- Opening Delimiter -
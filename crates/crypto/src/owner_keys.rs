//! Owner key derivation.
//!
//! Each tracked device has one identity key. The owner operations (recovery,
//! ringing, tracking) each use their own 8-byte key derived as
//! `SHA-256(identity_key || tag)[..8]`, with a distinct one-byte tag per
//! purpose. The identity key is assumed to carry enough entropy already; no
//! strength checks are performed here.

use std::fmt;

use thiserror::Error;
use zeroize::{Zeroize, ZeroizeOnDrop};

use crate::hashing::{calculate_truncated_sha256, TRUNCATED_SHA256_LEN};

/// Length of every derived owner key.
pub const OWNER_KEY_LEN: usize = TRUNCATED_SHA256_LEN;

/// Errors from owner key derivation.
#[derive(Debug, Error, Clone, PartialEq, Eq)]
pub enum KeyDerivationError {
    #[error("Invalid input: {reason}")]
    InvalidInput { reason: String },
}

/// Result type for key derivation.
pub type KeyDerivationResult<T> = Result<T, KeyDerivationError>;

/// Operation an owner key is bound to. The discriminant is the
/// domain-separation tag appended to the identity key.
#[derive(Debug, Clone, Copy, PartialEq, Eq, Hash)]
#[repr(u8)]
pub enum OwnerKeyPurpose {
    Recovery = 0x01,
    Ringing = 0x02,
    Tracking = 0x03,
}

impl OwnerKeyPurpose {
    pub const ALL: [OwnerKeyPurpose; 3] = [Self::Recovery, Self::Ringing, Self::Tracking];

    pub const fn tag(self) -> u8 {
        self as u8
    }

    pub const fn as_str(self) -> &'static str {
        match self {
            Self::Recovery => "recovery",
            Self::Ringing => "ringing",
            Self::Tracking => "tracking",
        }
    }
}

impl fmt::Display for OwnerKeyPurpose {
    fn fmt(&self, f: &mut fmt::Formatter<'_>) -> fmt::Result {
        f.write_str(self.as_str())
    }
}

/// Root secret of one tracked device. Zeroized on drop.
#[derive(Clone, PartialEq, Eq, Zeroize, ZeroizeOnDrop)]
pub struct IdentityKey(Vec<u8>);

impl IdentityKey {
    /// Wrap raw key bytes. Any non-zero length is accepted.
    pub fn new(bytes: Vec<u8>) -> KeyDerivationResult<Self> {
        if bytes.is_empty() {
            return Err(KeyDerivationError::InvalidInput {
                reason: "identity key must not be empty".to_string(),
            });
        }
        Ok(Self(bytes))
    }

    pub fn from_hex(encoded: &str) -> KeyDerivationResult<Self> {
        let bytes = hex::decode(encoded.trim()).map_err(|e| KeyDerivationError::InvalidInput {
            reason: format!("identity key is not valid hex: {}", e),
        })?;
        Self::new(bytes)
    }

    pub fn as_bytes(&self) -> &[u8] {
        &self.0
    }

    pub fn len(&self) -> usize {
        self.0.len()
    }

    pub fn is_empty(&self) -> bool {
        self.0.is_empty()
    }

    pub fn derive_owner_keys(&self) -> OwnerKeySet {
        derive_from(&self.0)
    }
}

impl fmt::Debug for IdentityKey {
    fn fmt(&self, f: &mut fmt::Formatter<'_>) -> fmt::Result {
        write!(f, "IdentityKey({} bytes)", self.0.len())
    }
}

/// One 8-byte owner key.
#[derive(Clone, PartialEq, Eq, Zeroize, ZeroizeOnDrop)]
pub struct OwnerKey([u8; OWNER_KEY_LEN]);

impl OwnerKey {
    pub fn as_bytes(&self) -> &[u8; OWNER_KEY_LEN] {
        &self.0
    }

    pub fn to_hex(&self) -> String {
        hex::encode(self.0)
    }
}

impl fmt::Debug for OwnerKey {
    fn fmt(&self, f: &mut fmt::Formatter<'_>) -> fmt::Result {
        f.write_str("OwnerKey(..)")
    }
}

/// The three purpose-bound keys of one identity key.
#[derive(Debug, Clone, PartialEq, Eq)]
pub struct OwnerKeySet {
    pub recovery_key: OwnerKey,
    pub ringing_key: OwnerKey,
    pub tracking_key: OwnerKey,
}

impl OwnerKeySet {
    pub fn key_for(&self, purpose: OwnerKeyPurpose) -> &OwnerKey {
        match purpose {
            OwnerKeyPurpose::Recovery => &self.recovery_key,
            OwnerKeyPurpose::Ringing => &self.ringing_key,
            OwnerKeyPurpose::Tracking => &self.tracking_key,
        }
    }
}

/// Derive the recovery, ringing and tracking keys from an identity key.
///
/// # Errors
/// [`KeyDerivationError::InvalidInput`] when `identity_key` is empty.
pub fn derive_owner_keys(identity_key: &[u8]) -> KeyDerivationResult<OwnerKeySet> {
    if identity_key.is_empty() {
        return Err(KeyDerivationError::InvalidInput {
            reason: "identity key must not be empty".to_string(),
        });
    }
    Ok(derive_from(identity_key))
}

fn derive_from(identity_key: &[u8]) -> OwnerKeySet {
    let derive = |purpose: OwnerKeyPurpose| {
        OwnerKey(calculate_truncated_sha256(identity_key, purpose.tag()))
    };

    OwnerKeySet {
        recovery_key: derive(OwnerKeyPurpose::Recovery),
        ringing_key: derive(OwnerKeyPurpose::Ringing),
        tracking_key: derive(OwnerKeyPurpose::Tracking),
    }
}

#[cfg(test)]
mod tests {
    use super::*;

    fn sequential_key() -> Vec<u8> {
        (0u8..32).collect()
    }

    #[test]
    fn test_known_answer_sequential_key() {
        let keys = derive_owner_keys(&sequential_key()).unwrap();
        assert_eq!(keys.recovery_key.to_hex(), "8b44d96f214304bc");
        assert_eq!(keys.ringing_key.to_hex(), "5728705214326174");
        assert_eq!(keys.tracking_key.to_hex(), "944c533876f9de37");
    }

    #[test]
    fn test_keys_are_eight_bytes_and_distinct() {
        let keys = derive_owner_keys(b"some identity key").unwrap();
        assert_eq!(keys.recovery_key.as_bytes().len(), 8);
        assert_ne!(keys.recovery_key, keys.ringing_key);
        assert_ne!(keys.ringing_key, keys.tracking_key);
        assert_ne!(keys.recovery_key, keys.tracking_key);
    }

    #[test]
    fn test_derivation_is_deterministic() {
        let first = derive_owner_keys(&sequential_key()).unwrap();
        let second = derive_owner_keys(&sequential_key()).unwrap();
        assert_eq!(first, second);
    }

    #[test]
    fn test_empty_identity_key_rejected() {
        let result = derive_owner_keys(&[]);
        assert!(matches!(result, Err(KeyDerivationError::InvalidInput { .. })));
        assert!(IdentityKey::new(Vec::new()).is_err());
    }

    #[test]
    fn test_any_length_accepted() {
        assert!(derive_owner_keys(&[0x00]).is_ok());
        assert!(derive_owner_keys(&[0x5a; 1024]).is_ok());
    }

    #[test]
    fn test_identity_key_matches_free_function() {
        let identity = IdentityKey::new(sequential_key()).unwrap();
        assert_eq!(
            identity.derive_owner_keys(),
            derive_owner_keys(&sequential_key()).unwrap()
        );
    }

    #[test]
    fn test_identity_key_from_hex() {
        let identity = IdentityKey::from_hex(" 000102 ").unwrap();
        assert_eq!(identity.as_bytes(), &[0, 1, 2]);
        assert!(IdentityKey::from_hex("zz").is_err());
        assert!(IdentityKey::from_hex("").is_err());
    }

    #[test]
    fn test_key_for_purpose() {
        let keys = derive_owner_keys(&sequential_key()).unwrap();
        assert_eq!(keys.key_for(OwnerKeyPurpose::Recovery), &keys.recovery_key);
        assert_eq!(keys.key_for(OwnerKeyPurpose::Ringing), &keys.ringing_key);
        assert_eq!(keys.key_for(OwnerKeyPurpose::Tracking), &keys.tracking_key);
    }

    #[test]
    fn test_purpose_tags() {
        let tags: Vec<u8> = OwnerKeyPurpose::ALL.iter().map(|p| p.tag()).collect();
        assert_eq!(tags, vec![0x01, 0x02, 0x03]);
        assert_eq!(OwnerKeyPurpose::Ringing.to_string(), "ringing");
    }

    #[test]
    fn test_debug_does_not_leak_secrets() {
        let identity = IdentityKey::new(vec![0xab; 16]).unwrap();
        let keys = identity.derive_owner_keys();

        assert_eq!(format!("{:?}", identity), "IdentityKey(16 bytes)");
        let rendered = format!("{:?}", keys);
        assert!(!rendered.contains(&keys.recovery_key.to_hex()));
        assert!(rendered.contains("OwnerKey(..)"));
    }
}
- Closing Delimiter -
**REQUIRED ACTION**
Your task is to quote the lines above, beginning with the first and ending with the one that holds "key derived as".

**TASK RESPONSE**
filename crates/crypto/src/owner_keys.rs
//! Owner key derivation.
//!
//! Each tracked device has one identity key. The owner operations (recovery,
//! ringing, tracking) each use their own 8-byte key derived as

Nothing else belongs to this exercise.